» TASK STATEMENT: Every line of the data is to be transcribed without error.

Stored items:
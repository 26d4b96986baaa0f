use std::fmt;
use std::path::Path;

use tracing::info;

use crate::error::{Error, Result};
use crate::processing::RegionPoints;
use crate::types::{Category, Dot, DotCollection};

pub const REGION_HEADER: &str = "Census Tract ID";

#[derive(Debug, Clone, PartialEq, Eq)]
pub struct SummaryRow {
    pub region: String,
    /// Generated point counts, in configured category order.
    pub counts: Vec<usize>,
}

#[derive(Debug, Clone, PartialEq, Eq)]
pub struct SummaryTable {
    pub categories: Vec<String>,
    pub rows: Vec<SummaryRow>,
}

/// Flattens per-region points into one labelled collection and tallies the
/// per-region counts. Each tally is checked against the count the points were
/// generated for; any disagreement fails the aggregation.
pub fn aggregate(generated: Vec<RegionPoints>, categories: &[Category]) -> Result<(DotCollection, SummaryTable)> {
    let total: usize = generated
        .iter()
        .flat_map(|rp| rp.categories.iter().map(|cp| cp.points.len()))
        .sum();
    let mut dots: DotCollection = Vec::with_capacity(total);
    let mut rows = Vec::with_capacity(generated.len());

    for rp in generated {
        let mut counts = vec![0usize; categories.len()];
        for cp in rp.categories {
            let Some(category) = categories.get(cp.category) else {
                return Err(Error::InvalidConfig(format!(
                    "region '{}' has points for unknown category index {}",
                    rp.region, cp.category
                )));
            };
            if cp.points.len() != cp.commanded as usize {
                return Err(Error::CountMismatch {
                    region: rp.region.clone(),
                    category: category.name.clone(),
                    expected: cp.commanded,
                    actual: cp.points.len(),
                });
            }
            counts[cp.category] += cp.points.len();
            dots.extend(cp.points.into_iter().map(|point| Dot {
                point,
                category: cp.category,
            }));
        }
        rows.push(SummaryRow {
            region: rp.region,
            counts,
        });
    }

    info!("All points combined: {} dots across {} regions", dots.len(), rows.len());

    let summary = SummaryTable {
        categories: categories.iter().map(|c| c.name.clone()).collect(),
        rows,
    };
    Ok((dots, summary))
}

impl SummaryTable {
    pub fn write_csv(&self, path: &Path) -> Result<()> {
        let mut wtr = csv::Writer::from_path(path).map_err(|e| Error::output_write(path, e))?;
        let header = std::iter::once(REGION_HEADER).chain(self.categories.iter().map(String::as_str));
        wtr.write_record(header).map_err(|e| Error::output_write(path, e))?;
        for row in &self.rows {
            let record = std::iter::once(row.region.clone()).chain(row.counts.iter().map(|c| c.to_string()));
            wtr.write_record(record).map_err(|e| Error::output_write(path, e))?;
        }
        wtr.flush().map_err(|e| Error::output_write(path, e))?;
        Ok(())
    }
}

/// Right-aligned plain text table, no index column.
impl fmt::Display for SummaryTable {
    fn fmt(&self, f: &mut fmt::Formatter<'_>) -> fmt::Result {
        let mut widths: Vec<usize> = std::iter::once(REGION_HEADER.len())
            .chain(self.categories.iter().map(|c| c.len()))
            .collect();
        for row in &self.rows {
            widths[0] = widths[0].max(row.region.len());
            for (i, count) in row.counts.iter().enumerate() {
                widths[i + 1] = widths[i + 1].max(count.to_string().len());
            }
        }

        write!(f, "{:>w$}", REGION_HEADER, w = widths[0])?;
        for (name, w) in self.categories.iter().zip(&widths[1..]) {
            write!(f, "  {:>w$}", name, w = *w)?;
        }
        for row in &self.rows {
            writeln!(f)?;
            write!(f, "{:>w$}", row.region, w = widths[0])?;
            for (count, w) in row.counts.iter().zip(&widths[1..]) {
                write!(f, "  {:>w$}", count, w = *w)?;
            }
        }
        Ok(())
    }
}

» TASK OUTPUT:
repository 26d4b96986baaa0f
use std::fmt;
use std::path::Path;

use tracing::info;

use crate::error::{Error, Result};
use crate::processing::RegionPoints;
use crate::types::{Category, Dot, DotCollection};

pub const REGION_HEADER: &str = "Census Tract ID";

#[derive(Debug, Clone, PartialEq, Eq)]
pub struct SummaryRow {
    pub region: String,
    /// Generated point counts, in configured category order.
    pub counts: Vec<usize>,
}

#[derive(Debug, Clone, PartialEq, Eq)]
pub struct SummaryTable {
    pub categories: Vec<String>,
    pub rows: Vec<SummaryRow>,
}

/// Flattens per-region points into one labelled collection and tallies the
/// per-region counts. Each tally is checked against the count the points were
/// generated for; any disagreement fails the aggregation.
pub fn aggregate(generated: Vec<RegionPoints>, categories: &[Category]) -> Result<(DotCollection, SummaryTable)> {
    let total: usize = generated
        .iter()
        .flat_map(|rp| rp.categories.iter().map(|cp| cp.points.len()))
        .sum();
    let mut dots: DotCollection = Vec::with_capacity(total);
    let mut rows = Vec::with_capacity(generated.len());

    for rp in generated {
        let mut counts = vec![0usize; categories.len()];
        for cp in rp.categories {
            let Some(category) = categories.get(cp.category) else {
                return Err(Error::InvalidConfig(format!(
                    "region '{}' has points for unknown category index {}",
                    rp.region, cp.category
                )));
            };
            if cp.points.len() != cp.commanded as usize {
                return Err(Error::CountMismatch {
                    region: rp.region.clone(),
                    category: category.name.clone(),
                    expected: cp.commanded,
                    actual: cp.points.len(),
                });
            }
            counts[cp.category] += cp.points.len();
            dots.extend(cp.points.into_iter().map(|point| Dot {
                point,
                category: cp.category,
            }));
        }
        rows.push(SummaryRow {
            region: rp.region,
            counts,
        });
    }

    info!("All points combined: {} dots across {} regions", dots.len(), rows.len());

    let summary = SummaryTable {
        categories: categories.iter().map(|c| c.name.clone()).collect(),
        rows,
    };
    Ok((dots, summary))
}

impl SummaryTable {
    pub fn write_csv(&self, path: &Path) -> Result<()> {
        let mut wtr = csv::Writer::from_path(path).map_err(|e| Error::output_write(path, e))?;
        let header = std::iter::once(REGION_HEADER).chain(self.categories.iter().map(String::as_str));
        wtr.write_record(header).map_err(|e| Error::output_write(path, e))?;
        for row in &self.rows {
            let record = std::iter::once(row.region.clone()).chain(row.counts.iter().map(|c| c.to_string()));
            wtr.write_record(record).map_err(|e| Error::output_write(path, e))?;
        }
        wtr.flush().map_err(|e| Error::output_write(path, e))?;
        Ok(())
    }
}

/// Right-aligned plain text table, no index column.
impl fmt::Display for SummaryTable {
    fn fmt(&self, f: &mut fmt::Formatter<'_>) -> fmt::Result {
        let mut widths: Vec<usize> = std::iter::once(REGION_HEADER.len())
            .chain(self.categories.iter().map(|c| c.len()))
            .collect();
        for row in &self.rows {
            widths[0] = widths[0].max(row.region.len());
            for (i, count) in row.counts.iter().enumerate() {
                widths[i + 1] = widths[i + 1].max(count.to_string().len());
            }
        }

        write!(f, "{:>w$}", REGION_HEADER, w = widths[0])?;
        for (name, w) in self.categories.iter().zip(&widths[1..]) {
            write!(f, "  {:>w$}", name, w = *w)?;
        }
        for row in &self.rows {
            writeln!(f)?;
            write!(f, "{:>w$}", row.region, w = widths[0])?;
            for (count, w) in row.counts.iter().zip(&widths[1..]) {
                write!(f, "  {:>w$}", count, w = *w)?;
            }
        }
        Ok(())
    }
}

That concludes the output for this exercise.